I’ve been thinking a lot about LLMs being trained on content against the will of the content creator. I am very aware of the damage that can be done here, especially to small creators who don’t have a legal budget, and I want to protect their rights, and their opportunity to make a living with their content. But I don’t think, in most cases, these content creators have a right to prohibit their work from being used to train LLMs.
For the sake of argument, there are a few things we’ll ignore. First, clear infringement. If an LLM writes a full-length Hunger Games sequel with the same characters, in the same universe – this is clearly already covered by copyright, this is clearly infringement. Important but intellectually boring. Second, electricity needed to power the servers housing the LLMs. Also important, also boring from an intellectual property perspective.
Also, it’s not AI. I like “spicy autocomplete” but whatever you call it, it’s not “intelligence”. It’s simply making guesses based on all the content it has ingested. It can’t make new connections. This is GOOD – we’ve all seen Terminator and no one wants to live in that universe.
We will also assume that the content has been obtained legally. Unauthorized content is a problem but also uninteresting in this context. People getting content through unauthorized means was a problem before LLMs and will be a problem going forward, even if LLMs disappeared today.
So take an anecdote. Let’s say I am a huge fan of Stephen King. I can read all his books (even the ones my friend’s mom swore were written by his wife). This will surely influence my writing style (and in fact it has, because I AM a fan of Stephen King, and have read dozens of his books. It would influence my fiction even more if I got around to writing any with any sort of frequency). This is clearly not any sort of copyright infringement. So, training your LLM on legally obtained copyrighted content is ALSO not copyright infringement.
Next, with my newly earned writing chops, I can write a 1,500 page sequel to The Stand. If I’m good enough, it will sound a bit like he wrote it. If I keep this on my laptop and only read it to pat myself on the back, this is completely legal and does not infringe on his copyright in any way.
Now I try to sell The Stand II – Standoff under my new pen name, Steven Kimg. This is VERY CLEARLY copyright infringement (and remains so even if I’m a bit more subtle with my marketing). Enforcement of these laws is hard, but it’s not impossible. I’m in favor of better enforcement of these laws to protect content creators, but that has little to do with LLMs. Ask any author how many infringing copies of their book were available on Amazon 3 years ago, before LLMs were mainstream.
What if my friend, who is ALSO a King superfan, pays me to write the book? He plans to keep it for himself and not show it to anyone else. For someone like Stephen King, this is too small to matter. He would probably be annoyed at me if he ever found out, but I can’t imagine he’d bother calling his lawyer. A small content creator might be angry, and justifiably so, but showing real damage would be difficult even though I think this is also copyright infringement.
But what LLMs are doing is largely not the same as any of the above. They are reading all of Stephen King, and all of Suzanne Collins, all of Tumblr and Reddit, and anything else they can get their “hands” on. This is literally exactly what humans do to develop their own craft, and I don’t think the volume at which the LLM may do this as opposed to the volume at which a human does it makes any difference to how the law applies. If I read a book and it influences my art, that is not copyright infringement. If I read 100 and they influence my art, still not infringement. 1,000? Still no. 1,000,000? Still no, though this would be a difficult feat for a human.
The problem that isn’t well covered by existing law is when the artist doesn’t want their work used to train these LLMs. I don’t think that is a protected right.

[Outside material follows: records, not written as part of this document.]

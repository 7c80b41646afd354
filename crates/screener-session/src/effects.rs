//! Side effects the session triggers in the surrounding UI.
//!
//! Login and logout end with a navigation, and a failed login shows a
//! notice. The session doesn't know what a screen is; it just calls
//! these hooks.

use std::sync::{Arc, Mutex, PoisonError};

/// UI hooks invoked by [`SessionContext`](crate::SessionContext).
pub trait SessionEffects: Send + Sync + 'static {
    /// Move the user to `path` (`"/"`, `"/login"`, ...).
    fn navigate(&self, path: &str);

    /// Show a user-visible notice.
    fn alert(&self, message: &str);
}

#[derive(Debug, Default)]
struct EffectLogInner {
    history: Vec<String>,
    alerts: Vec<String>,
}

/// Records navigations and notices so a front end can replay them.
///
/// Clones share the same log. The terminal client drains alerts after
/// every action; tests inspect the history directly.
#[derive(Debug, Clone, Default)]
pub struct EffectLog {
    inner: Arc<Mutex<EffectLogInner>>,
}

impl EffectLog {
    pub fn new() -> Self {
        Self::default()
    }

    /// The last path navigated to, if any.
    pub fn current_path(&self) -> Option<String> {
        self.lock().history.last().cloned()
    }

    pub fn history(&self) -> Vec<String> {
        self.lock().history.clone()
    }

    pub fn alerts(&self) -> Vec<String> {
        self.lock().alerts.clone()
    }

    /// Returns and forgets all pending alerts.
    pub fn take_alerts(&self) -> Vec<String> {
        std::mem::take(&mut self.lock().alerts)
    }

    fn lock(&self) -> std::sync::MutexGuard<'_, EffectLogInner> {
        // A panic while holding the lock can't leave the vectors in a
        // torn state, so keep using them.
        self.inner.lock().unwrap_or_else(PoisonError::into_inner)
    }
}

impl SessionEffects for EffectLog {
    fn navigate(&self, path: &str) {
        tracing::debug!(path, "navigate");
        self.lock().history.push(path.to_string());
    }

    fn alert(&self, message: &str) {
        tracing::debug!(message, "alert");
        self.lock().alerts.push(message.to_string());
    }
}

It’s like when a politician licenses a song from the label and plays it at a rally. The artist gets mad because they disagree with the politics. The politician may get bad publicity for this, but they are 100% within their legal rights to continue using the song (again, assuming it’s legally licensed, because if it’s not then it’s not interesting to discuss, it’s just boring infringement). Another example – the creators of The Boys have complained that many people who watch the show come away thinking Homelander is the hero. He is quite obviously a deranged sociopath, though I absolutely love the character. But this is a similar case of authorized users of your content using it for something you hate (promoting sociopathic superheroes).
If we want to prevent this, we need new laws. Copyright is a giant hammer and modern content creation and sharing requires a much more versatile tool. Creative Commons tried to provide this and it caught on in some circles but never got the critical mass from big companies, probably because they’re just fine with the giant hammer – they have the legal resources to back it up and don’t much care about the collateral damage. I’m not optimistic we’ll resolve this – the Venn Diagram of those with the desire to change and the power to change is probably two separate circles. But maybe if we think about it this way, we can save some whining.